3 kentte hasta tutsaklar için eylem

Hasta tutsaklar için düzenlenen eylemlerde, 80 yaşındaki Makbule ve Hadi Özer ile Mehmet Salih Filiz ve Cemil İvrendi’nin durumunun ağır olduğu belirtildi, “Hemen bırakılmalılar” denildi.

İnsan Hakları Derneği (İHD) İstanbul Şubesi Hapishane Komisyonu, “F Oturumu” eyleminin 539’uncu oturumunda, Van T Tipi Kapalı Cezaevi’nde tutulan 80 yaşındaki Makbule ve Hadi Özer’in durumunu aktardı. Eyleme çok sayıda hasta tutsak yakını, Cumartesi Annesi ve sivil toplum örgütü temsilcisi de destek verdi.

İHD İstanbul Şubesi Hapishane Komisyonu üyesi Meral Nergis Şahin, “Bugün hapishanelerde; sağlık ve tedavi hakkına erişimde yaşanan ağır sorunlar, kötü muamele ve ayrımcı infaz uygulamaları nedeniyle çok sayıda mahpus ölümle burun buruna bir yaşama mahkum bulunuyor” dedi.

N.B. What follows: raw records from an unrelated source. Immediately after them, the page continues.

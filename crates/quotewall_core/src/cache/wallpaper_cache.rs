//! Directory-backed wallpaper slot storage.
//!
//! Slot files are named `quote_{id}_{dark|light}.png`. Writes stage into a
//! per-writer `.staging_*.tmp` file and rename it over the slot, so a present
//! slot is always a complete image. Other files in the directory are never
//! touched.

use crate::model::quote::QuoteId;
use crate::model::style::WallpaperStyle;
use std::error::Error;
use std::fmt::{Display, Formatter};
use std::fs;
use std::io;
use std::path::{Path, PathBuf};

const SLOT_PREFIX: &str = "quote_";
const SLOT_EXTENSION: &str = "png";
const STAGING_PREFIX: &str = ".staging_";

pub type CacheResult<T> = Result<T, CacheError>;

/// Cache storage failure.
#[derive(Debug)]
pub enum CacheError {
    Io {
        op: &'static str,
        path: PathBuf,
        source: io::Error,
    },
    MissingSource(PathBuf),
}

impl Display for CacheError {
    fn fmt(&self, f: &mut Formatter<'_>) -> std::fmt::Result {
        match self {
            Self::Io { op, path, source } => {
                write!(f, "wallpaper cache {op} failed at `{}`: {source}", path.display())
            }
            Self::MissingSource(path) => {
                write!(f, "rendered wallpaper not found at `{}`", path.display())
            }
        }
    }
}

impl Error for CacheError {
    fn source(&self) -> Option<&(dyn Error + 'static)> {
        match self {
            Self::Io { source, .. } => Some(source),
            Self::MissingSource(_) => None,
        }
    }
}

/// Opaque handle to a ready-to-apply wallpaper image.
#[derive(Debug, Clone, PartialEq, Eq, Hash)]
pub struct CacheRef(PathBuf);

impl CacheRef {
    pub fn path(&self) -> &Path {
        &self.0
    }

    pub fn into_path_buf(self) -> PathBuf {
        self.0
    }
}

impl Display for CacheRef {
    fn fmt(&self, f: &mut Formatter<'_>) -> std::fmt::Result {
        write!(f, "{}", self.0.display())
    }
}

/// Wallpaper slot directory.
#[derive(Debug, Clone, PartialEq, Eq)]
pub struct WallpaperCache {
    dir: PathBuf,
}

impl WallpaperCache {
    /// Uses `dir` as the slot directory. The directory is created lazily on
    /// first store.
    pub fn new(dir: impl Into<PathBuf>) -> Self {
        Self { dir: dir.into() }
    }

    pub fn dir(&self) -> &Path {
        &self.dir
    }

    /// Returns the slot reference when the slot file exists.
    pub fn lookup(&self, quote_id: QuoteId, style: WallpaperStyle) -> Option<CacheRef> {
        let path = self.slot_path(quote_id, style);
        path.is_file().then_some(CacheRef(path))
    }

    /// Copies a rendered image into its slot, replacing any previous image.
    pub fn store(
        &self,
        quote_id: QuoteId,
        style: WallpaperStyle,
        source: &Path,
    ) -> CacheResult<CacheRef> {
        if !source.is_file() {
            return Err(CacheError::MissingSource(source.to_path_buf()));
        }

        fs::create_dir_all(&self.dir).map_err(|err| io_error("create_dir", &self.dir, err))?;

        let target = self.slot_path(quote_id, style);
        // Each writer stages into its own file; the rename is the only step
        // readers can observe.
        let mut staging = tempfile::Builder::new()
            .prefix(STAGING_PREFIX)
            .suffix(".tmp")
            .tempfile_in(&self.dir)
            .map_err(|err| io_error("create_staging", &self.dir, err))?;
        let mut reader = fs::File::open(source).map_err(|err| io_error("open", source, err))?;
        io::copy(&mut reader, &mut staging).map_err(|err| io_error("copy", &target, err))?;
        staging
            .persist(&target)
            .map_err(|err| io_error("rename", &target, err.error))?;

        Ok(CacheRef(target))
    }

    /// Removes both style slots of one quote. Returns removed file count.
    pub fn remove_quote(&self, quote_id: QuoteId) -> CacheResult<usize> {
        let prefix = format!("{SLOT_PREFIX}{quote_id}_");
        self.remove_matching(|name| name.starts_with(&prefix))
    }

    /// Removes every slot file. Returns removed file count.
    pub fn clear(&self) -> CacheResult<usize> {
        self.remove_matching(|name| name.starts_with(SLOT_PREFIX))
    }

    fn slot_path(&self, quote_id: QuoteId, style: WallpaperStyle) -> PathBuf {
        self.dir.join(slot_file_name(quote_id, style))
    }

    fn remove_matching(&self, matches: impl Fn(&str) -> bool) -> CacheResult<usize> {
        let entries = match fs::read_dir(&self.dir) {
            Ok(entries) => entries,
            Err(err) if err.kind() == io::ErrorKind::NotFound => return Ok(0),
            Err(err) => return Err(io_error("read_dir", &self.dir, err)),
        };

        let mut removed = 0;
        for entry in entries {
            let entry = entry.map_err(|err| io_error("read_dir", &self.dir, err))?;
            let path = entry.path();
            if !path.is_file() {
                continue;
            }
            let Some(name) = path.file_name().and_then(|name| name.to_str()) else {
                continue;
            };
            if matches(name) {
                fs::remove_file(&path).map_err(|err| io_error("remove", &path, err))?;
                removed += 1;
            }
        }
        Ok(removed)
    }
}

/// File name for one cache slot.
pub fn slot_file_name(quote_id: QuoteId, style: WallpaperStyle) -> String {
    format!("{SLOT_PREFIX}{quote_id}_{}.{SLOT_EXTENSION}", style.as_str())
}

fn io_error(op: &'static str, path: &Path, source: io::Error) -> CacheError {
    CacheError::Io {
        op,
        path: path.to_path_buf(),
        source,
    }
}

Son altı ayda en az 35 tutsağın yaşamını yitirdiğini söyleyen Şahin, bu ölümlerin çoğunun ise şüpheli olduğunu aktardı. Devletin yaşam hakkını korumakla görevli olduğunu ancak buna dair acil önlem alınmadığını dile getiren Şahin, Özer çiftinin durumunu aktardı. Özer çiftinin bulundukları yaş itibarıyla çocuklarının yardımıyla yaşamlarını sürdürdüklerini ancak buna rağmen haklarında 2 yıl 1 ay hapis cezası verildiğini ve bu cezanın ise kesinleştiği bilgisini veren Şahin, avukatların ev hapsi taleplerinin de reddedildiğini ve cezaevine konulduklarını kaydetti. Şahin, “80 yaşındaki Makbule Özer; diyabet, nefes darlığı ve tansiyon hastası olup, yürüme engeli ve hastalıkları nedeniyle yüzde 52 engelli raporu bulunmaktadır. Tekerlekli sandalye ile hareket edebilen Özer, kişisel ihtiyaçlarını tek başına karşılayamamaktadır. Tutuklanmasından sonra ciddi uyku sorunu baş göstermiş ve sürekli bacak ağrısı şikayeti yaşamaya başlamıştır” diye konuştu.

Hadi Özer’in ise daha önce geçirdiği trafik kazası nedeniyle kalıcı rahatsızlıklarının bulunduğunu, bunun yanında sürekli göz ağrısı çektiğini ve tutuklanmasının ardından ise sağ elinde gelişen uyuşukluk nedeniyle bir şeyleri tutmakta zorluk yaşadığını paylaşan Şahin, “Günlük işlerini dahi yapamamakta, yaşamını sürdürürken başkalarının yardımına ihtiyaç duymaktadır” dedi.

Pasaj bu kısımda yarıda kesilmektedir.